4. It will also be important and valuable for everyone to use social networks and applications to stay in touch. You should recognize that your personal contacts and relationships over the years will offer you the chance to become aware of opportunities, leads and just to keep those relations strong. In fact, roughly 80% of all career moves are initiated with or supported by personal contacts. There are a variety of these social networks including; Facebook, Twitter, Tumblr, Renren, Weibo, Qzone, Orkut, Friendster, Google+, LinkedIn, MyLife (formerly Reunion.com), Myspace, Netlog, Ning.
And there are plenty more are coming…. Be selective if you have a limited amount of time, and use those sites oriented to business relationships if you have to narrow this list down. On the other hand many of our friends were developed through business relationships.
For Entrepreneurs creating new ventures;
This type of effort involves putting together business plans, pursuing funding, and/or starting up companies. One path is to jump in with personal resources “in your garage” to prove the model, positioning yourself be the first mover and pursuing organic growth. Or, of course one could pursue outside funding, working with external funding such as Angel Investors, and allowing investors to participate in the leadership. The potential to be successful and potentially be acquired in the future could pay off either way. The latter can be more complex, especially if you have never started up a venture, but there are a wide variety of investment brokers, consulting firms and advisors out there who can help navigate these uncharted waters.
Deal makers exist in each industry; look to the board level executives, and other leading executives to build or reestablish relationships to network into this level. Over the years, we have helped introduce entrepreneurs to funding sources as a service to our venture contacts, and more than several times this has led to future search work. Other sources to network with should include companies and associations who facilitate introductions to funding sources in local communities, regional and industry forums. These contacts will be identified in a future article, yet the social networking resources can also help link you to the right contacts.
Hopefully these links and resources provided will begin to help provide a framework of information for people to begin to embrace the technology and step into the future.
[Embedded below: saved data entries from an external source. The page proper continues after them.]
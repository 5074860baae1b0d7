use async_trait::async_trait;

use super::{Command, CommandContext, yaml_crlf};

/// Print the caller's authorization record and their `user.profile` as two
/// YAML sections.
pub struct CmdWhoami;

#[async_trait]
impl Command for CmdWhoami {
    fn identifier(&self) -> &'static str {
        "whoami"
    }

    async fn run(&self, ctx: &mut CommandContext) -> i32 {
        let auth_yaml = match yaml_crlf(&ctx.auth) {
            Ok(y) => y,
            Err(err) => {
                return ctx
                    .fail(&format!("error: couldn't marshal auth status: {err}"))
                    .await;
            }
        };
        let _ = ctx
            .stdout
            .write_str(&format!("# AuthStatus\r\n{auth_yaml}"))
            .await;

        let tags = ctx.tags();
        let profile_path = format!("/home/{}/user.profile", ctx.auth.username);
        match ctx.store.lookup_read_all(Some(&tags), &profile_path).await {
            Ok(bytes) => {
                let _ = ctx
                    .stdout
                    .write_str(&format!(
                        "\r\n# user.profile\r\n{}",
                        String::from_utf8_lossy(&bytes)
                    ))
                    .await;
            }
            Err(err) => {
                let _ = ctx
                    .stderr
                    .write_str(&format!("error: couldn't read profile file: {err}"))
                    .await;
            }
        }
        0
    }
}
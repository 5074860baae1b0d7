use async_trait::async_trait;

use crate::shell::flags::{FlagValue, OptionDescriptor, parse_args};

use super::{Command, CommandContext};

const MAX_RANDOM_BYTES: usize = 1 << 20;

/// Emit cryptographically random bytes to stdout, for piping into
/// `base64`, `hex`, or `tee`.
pub struct CmdCryptoRand;

#[async_trait]
impl Command for CmdCryptoRand {
    fn identifier(&self) -> &'static str {
        "crypto-rand"
    }

    async fn run(&self, ctx: &mut CommandContext) -> i32 {
        let options = [OptionDescriptor {
            identifier: "count",
            aliases: &["n", "count"],
            default: FlagValue::Str("32".into()),
        }];
        let (vals, rest) = match parse_args(&options, &ctx.args[1..]) {
            Ok(parsed) => parsed,
            Err(msg) => return ctx.fail(&msg).await,
        };
        if !rest.is_empty() {
            return ctx.fail("usage: crypto-rand [-n BYTES]").await;
        }

        let count: usize = match vals["count"].as_str().parse() {
            Ok(n) => n,
            Err(_) => return ctx.fail("error: invalid number").await,
        };
        if count == 0 || count > MAX_RANDOM_BYTES {
            return ctx
                .fail(&format!("error: count must be between 1 and {MAX_RANDOM_BYTES}"))
                .await;
        }

        let mut bytes = vec![0u8; count];
        if getrandom::fill(&mut bytes).is_err() {
            return ctx.fail("error: randomness source unavailable").await;
        }
        match ctx.stdout.write(&bytes).await {
            Ok(()) => 0,
            Err(err) => ctx.fail(&format!("error: {err}")).await,
        }
    }
}
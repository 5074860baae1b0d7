use super::protocol::{MessageType, WireMessage};

/// Normalize every line ending to CRLF: collapse existing CRLF to LF first
/// so already-correct input passes through unchanged.
pub fn norm_crlf(s: &str) -> String {
    s.replace("\r\n", "\n").replace('\n', "\r\n")
}

/// Outbound middleware: stream payload fields are normalized to CRLF on
/// their way to the transport. Other fields are untouched.
pub fn normalize_message(mut msg: WireMessage) -> WireMessage {
    match msg.message_type {
        MessageType::InputStream => msg.input_stream = norm_crlf(&msg.input_stream),
        MessageType::OutputStream => msg.output_stream = norm_crlf(&msg.output_stream),
        MessageType::ErrorStream => msg.error_stream = norm_crlf(&msg.error_stream),
        _ => {}
    }
    msg
}

#[cfg(test)]
mod tests {
    use super::*;

    #[test]
    fn lone_newlines_become_crlf() {
        assert_eq!(norm_crlf("a\nb\n"), "a\r\nb\r\n");
    }

    #[test]
    fn existing_crlf_is_untouched() {
        assert_eq!(norm_crlf("a\r\nb\r\n"), "a\r\nb\r\n");
        assert_eq!(norm_crlf("mixed\nand\r\ndone"), "mixed\r\nand\r\ndone");
    }

    #[test]
    fn no_newlines_no_change() {
        assert_eq!(norm_crlf("plain"), "plain");
        assert_eq!(norm_crlf(""), "");
    }

    #[test]
    fn only_stream_fields_are_normalized() {
        let mut msg = WireMessage::new(MessageType::OutputStream);
        msg.output_stream = "line\n".into();
        msg.command = "echo\n".into();
        let normalized = normalize_message(msg);
        assert_eq!(normalized.output_stream, "line\r\n");
        assert_eq!(normalized.command, "echo\n");

        let mut msg = WireMessage::new(MessageType::ErrorStream);
        msg.error_stream = "oops\n".into();
        assert_eq!(normalize_message(msg).error_stream, "oops\r\n");
    }
}
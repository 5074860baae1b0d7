use super::error::{FsError, FsResult};

/// Normalize an absolute path: collapse `//` and `.`, resolve `..`.
/// Fails on empty input, relative input, or `..` past the root.
pub fn cleanup_abs_path(path: &str) -> FsResult<String> {
    if path.is_empty() {
        return Err(FsError::Invalid("path cannot be empty string".into()));
    }
    if !path.starts_with('/') {
        return Err(FsError::Invalid("abs path must start with a /".into()));
    }

    let mut result: Vec<&str> = Vec::new();
    for split in path[1..].split('/') {
        match split {
            "" | "." => continue,
            ".." => {
                if result.pop().is_none() {
                    return Err(FsError::Invalid("too many .. operators in path".into()));
                }
            }
            other => result.push(other),
        }
    }

    Ok(format!("/{}", result.join("/")))
}

/// Resolve `path` against `cwd` when it is relative, then normalize.
pub fn abs_path(cwd: &str, path: &str) -> FsResult<String> {
    if path.is_empty() {
        return Err(FsError::Invalid("path cannot be empty string".into()));
    }

    if path.starts_with('/') {
        cleanup_abs_path(path)
    } else {
        cleanup_abs_path(&format!("{cwd}/{path}"))
    }
}

/// Split an absolute path into (parent path, leaf name). Fails on `/`.
pub fn dir_up(path: &str) -> FsResult<(String, String)> {
    let cleaned = cleanup_abs_path(path)?;
    if cleaned == "/" {
        return Err(FsError::Invalid("cannot take the parent of /".into()));
    }

    let splits: Vec<&str> = cleaned[1..].split('/').collect();
    let parent = format!("/{}", splits[..splits.len() - 1].join("/"));
    let leaf = splits[splits.len() - 1].to_string();
    Ok((parent, leaf))
}

/// Split a normalized absolute path into its segments. `/` yields none.
pub fn segments(cleaned: &str) -> Vec<&str> {
    if cleaned == "/" {
        Vec::new()
    } else {
        cleaned[1..].split('/').collect()
    }
}

#[cfg(test)]
mod tests {
    use super::*;
    use crate::vfs::error::FsErrorKind;

    #[test]
    fn cleanup_collapses_dots_and_slashes() {
        assert_eq!(cleanup_abs_path("/a/b/c").unwrap(), "/a/b/c");
        assert_eq!(cleanup_abs_path("/a//b/./c/").unwrap(), "/a/b/c");
        assert_eq!(cleanup_abs_path("/a/b/../c").unwrap(), "/a/c");
        assert_eq!(cleanup_abs_path("/").unwrap(), "/");
        assert_eq!(cleanup_abs_path("/a/..").unwrap(), "/");
    }

    #[test]
    fn cleanup_rejects_bad_input() {
        assert_eq!(cleanup_abs_path("").unwrap_err().kind(), FsErrorKind::Invalid);
        assert_eq!(cleanup_abs_path("a/b").unwrap_err().kind(), FsErrorKind::Invalid);
        assert_eq!(cleanup_abs_path("/..").unwrap_err().kind(), FsErrorKind::Invalid);
        assert_eq!(cleanup_abs_path("/a/../..").unwrap_err().kind(), FsErrorKind::Invalid);
    }

    #[test]
    fn cleanup_is_idempotent() {
        for p in ["/a/b/../c", "/x//y/.", "/", "/home/alice/.."] {
            let once = cleanup_abs_path(p).unwrap();
            assert_eq!(cleanup_abs_path(&once).unwrap(), once);
        }
    }

    #[test]
    fn abs_path_resolves_relative_against_cwd() {
        assert_eq!(abs_path("/home/alice", "notes.txt").unwrap(), "/home/alice/notes.txt");
        assert_eq!(abs_path("/home/alice", "../bob").unwrap(), "/home/bob");
        assert_eq!(abs_path("/home/alice", "/etc").unwrap(), "/etc");
        assert!(abs_path("/home/alice", "").is_err());
    }

    #[test]
    fn dir_up_splits_parent_and_leaf() {
        assert_eq!(dir_up("/a/b/c").unwrap(), ("/a/b".into(), "c".into()));
        assert_eq!(dir_up("/a").unwrap(), ("/".into(), "a".into()));
        assert!(dir_up("/").is_err());
    }
}
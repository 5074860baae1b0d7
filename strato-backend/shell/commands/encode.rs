use async_trait::async_trait;
use base64::Engine;
use base64::engine::general_purpose::STANDARD;

use super::{Command, CommandContext, EXIT_INTERRUPT};

/// Stream-encode stdin as standard base64. Chunks are encoded in 3-byte
/// groups with the remainder carried to the next chunk so boundaries never
/// produce padding mid-stream.
pub struct CmdBase64;

#[async_trait]
impl Command for CmdBase64 {
    fn identifier(&self) -> &'static str {
        "base64"
    }

    async fn run(&self, ctx: &mut CommandContext) -> i32 {
        let cancel = ctx.cancel.clone();
        let mut carry: Vec<u8> = Vec::new();

        loop {
            let chunk = tokio::select! {
                _ = cancel.cancelled() => return EXIT_INTERRUPT,
                chunk = ctx.stdin.read_chunk() => chunk,
            };
            match chunk {
                Ok(Some(chunk)) => {
                    carry.extend_from_slice(&chunk);
                    let whole = carry.len() - carry.len() % 3;
                    if whole > 0 {
                        let encoded = STANDARD.encode(&carry[..whole]);
                        carry.drain(..whole);
                        if let Err(err) = ctx.stdout.write_str(&encoded).await {
                            return ctx.fail(&format!("error: {err}")).await;
                        }
                    }
                }
                Ok(None) => {
                    if !carry.is_empty() {
                        let encoded = STANDARD.encode(&carry);
                        if let Err(err) = ctx.stdout.write_str(&encoded).await {
                            return ctx.fail(&format!("error: {err}")).await;
                        }
                    }
                    return 0;
                }
                Err(err) => return ctx.fail(&format!("error: {err}")).await,
            }
        }
    }
}

/// Stream-encode stdin as lowercase hex.
pub struct CmdHex;

#[async_trait]
impl Command for CmdHex {
    fn identifier(&self) -> &'static str {
        "hex"
    }

    async fn run(&self, ctx: &mut CommandContext) -> i32 {
        let cancel = ctx.cancel.clone();
        loop {
            let chunk = tokio::select! {
                _ = cancel.cancelled() => return EXIT_INTERRUPT,
                chunk = ctx.stdin.read_chunk() => chunk,
            };
            match chunk {
                Ok(Some(chunk)) => {
                    if let Err(err) = ctx.stdout.write_str(&hex::encode(&chunk)).await {
                        return ctx.fail(&format!("error: {err}")).await;
                    }
                }
                Ok(None) => return 0,
                Err(err) => return ctx.fail(&format!("error: {err}")).await,
            }
        }
    }
}

#[cfg(test)]
mod tests {
    use super::super::testutil::Harness;
    use super::*;
    use crate::session::mailbox::mailbox;
    use crate::shell::io::InputStream;

    async fn run_with_stdin(cmd: &dyn Command, chunks: &[&[u8]]) -> String {
        let harness = Harness::new().await;
        let auth = harness.auth("alice", &[]);
        let listener = harness.events.subscribe();
        let mut ctx = harness.context(&auth, &[cmd.identifier()], &[]);

        let (tx, rx) = mailbox();
        ctx.stdin = InputStream::from_pipe(rx);
        for chunk in chunks {
            tx.send(chunk.to_vec());
        }
        tx.close();

        assert_eq!(cmd.run(&mut ctx).await, 0);
        Harness::drain(listener).0
    }

    #[tokio::test]
    async fn base64_encodes_across_chunk_boundaries() {
        // "hello" split awkwardly: carry logic must keep output identical
        let out = run_with_stdin(&CmdBase64, &[b"h", b"el", b"lo"]).await;
        assert_eq!(out, "aGVsbG8=");
    }

    #[tokio::test]
    async fn base64_of_empty_stdin_is_empty() {
        assert_eq!(run_with_stdin(&CmdBase64, &[]).await, "");
    }

    #[tokio::test]
    async fn hex_encodes_bytes() {
        let out = run_with_stdin(&CmdHex, &[&[0x00, 0xff], &[0x10]]).await;
        assert_eq!(out, "00ff10");
    }
}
I wish I could do more to help people in this state of the industry. Hopefully providing tools and information may help some. You can become informed about leads, opportunities and contacts to make your way through the rough waters ahead. There is hope and a future that will eventually become clearer. The fog will settle and great opportunities are ahead for all. Brace yourselves and be patient. Hold on to that job if you have one, yet always be open to the next opportunity, and if you are on the streets, best success finding that next opportunity. Be aggressive and targeted with your efforts, and understand that the resilient will survive and succeed despite the environment and obstacles ahead.